In the aftermath of the Atlanta shootings, many experts pointed to a link between the historical fetishization of AAPI women and femmes and the misogynistic violence they are subjected to. The shootings, together with the pandemic’s racialized violence against AAPI women and femmes—including the highly publicized murders of Michelle Go and Christina Yuna Lee earlier this year—have amplified the need for nuanced conversations around anti-Asian racism.

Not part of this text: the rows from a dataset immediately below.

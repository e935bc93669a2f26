use std::sync::Arc;
use std::time::Duration;

use sea_orm::DatabaseConnection;
use tracing::{error, info};

use super::{run_top_creator_job, run_top_curator_job};
use crate::config::LeaderboardConfig;
use crate::utils::clock::Clock;

/// Refresh both leaderboards on a fixed interval until the process exits.
pub async fn run_leaderboard_scheduler(
    db: DatabaseConnection,
    clock: Arc<dyn Clock>,
    config: LeaderboardConfig,
) {
    let period = Duration::from_secs(config.refresh_interval_secs.max(1));

    info!(
        refresh_interval_secs = config.refresh_interval_secs,
        "Starting leaderboard scheduler"
    );

    let mut interval = tokio::time::interval(period);

    loop {
        interval.tick().await;

        if let Err(e) = run_top_creator_job(&db, clock.now(), &config).await {
            error!(error = %e, "Top creator job failed");
        }
        if let Err(e) = run_top_curator_job(&db, clock.now(), &config).await {
            error!(error = %e, "Top curator job failed");
        }
    }
}
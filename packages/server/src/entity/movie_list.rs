use sea_orm::entity::prelude::*;
use serde::{Deserialize, Serialize};

/// A user's recommendation list.
///
/// Either the global "Recommendation" list (`contest_id` NULL) or a contest
/// curation list named after its contest. Unique on (owner_id, name) and on
/// (owner_id, contest_id); see `seed::ensure_indexes`.
#[sea_orm::model]
#[derive(Clone, Debug, PartialEq, Eq, DeriveEntityModel, Serialize, Deserialize)]
#[sea_orm(table_name = "movie_list")]
pub struct Model {
    #[sea_orm(primary_key)]
    pub id: i32,

    pub owner_id: i32,
    #[sea_orm(belongs_to, from = "owner_id", to = "id")]
    pub owner: HasOne<super::user::Entity>,

    pub name: String,

    #[sea_orm(default_value = false)]
    pub frozen: bool,

    #[sea_orm(indexed)]
    pub contest_id: Option<i32>,
    #[sea_orm(belongs_to, from = "contest_id", to = "id")]
    pub contest: HasOne<super::contest::Entity>,

    #[sea_orm(has_many)]
    pub entries: HasMany<super::movie_list_movie::Entity>,

    #[sea_orm(has_many)]
    pub likes: HasMany<super::movie_list_like::Entity>,

    pub created_at: DateTimeUtc,
}

impl ActiveModelBehavior for ActiveModel {}
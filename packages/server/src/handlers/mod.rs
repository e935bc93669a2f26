pub mod admin;
pub mod contest;
pub mod leaderboard;
pub mod movie;
pub mod movie_list;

During the pandemic, East Asian women and femmes were the most likely victims of anti-Asian hate, with 67.6% of reported hate incidents against AAPI women experienced by East Asian women, according to a joint report by the National Asian Pacific American Women’s Forum and the Stop AAPI Hate coalition. The coalition is separate from the campaign under CPACS, but the two entities work together as part of a national movement on Stop AAPI Hate.
“I don’t think there’s been enough work happening around economic justice for AAPI women [who] I’ve seen, particularly for AAPI women who are (low-wage) professionals,” said Sharker of the Georgia Muslim Voter Project. “I think overall, there needs to be more work done when it comes to that economic justice piece.”
Beyond expanding educational outreach, organizations are looking for more governmental support and funding to provide language-accessible trauma-informed services for Atlanta’s AAPI communities, a key support piece that is still severely lacking.
“There’s definitely a lack of access for mental health services, especially in language services for our community members,” said Gutlay of CPACS, which provides services in 18 different languages. “Even in-house we speak so many [languages] and it’s because ‘Asian,’ if you break it down by ethnicity, is a much bigger group.”
Despite the lack of support, AAPI community organizations in Atlanta will continue to serve residents as best they can, long after the memory of the tragic shootings has faded from national attention. Mahmood says she doesn’t expect that to change anytime soon.
“I think that until we really get the right people in office, I don’t know that we’ll be able to really have an expectation that local or state governments will be able to provide these sorts of resources,” she said.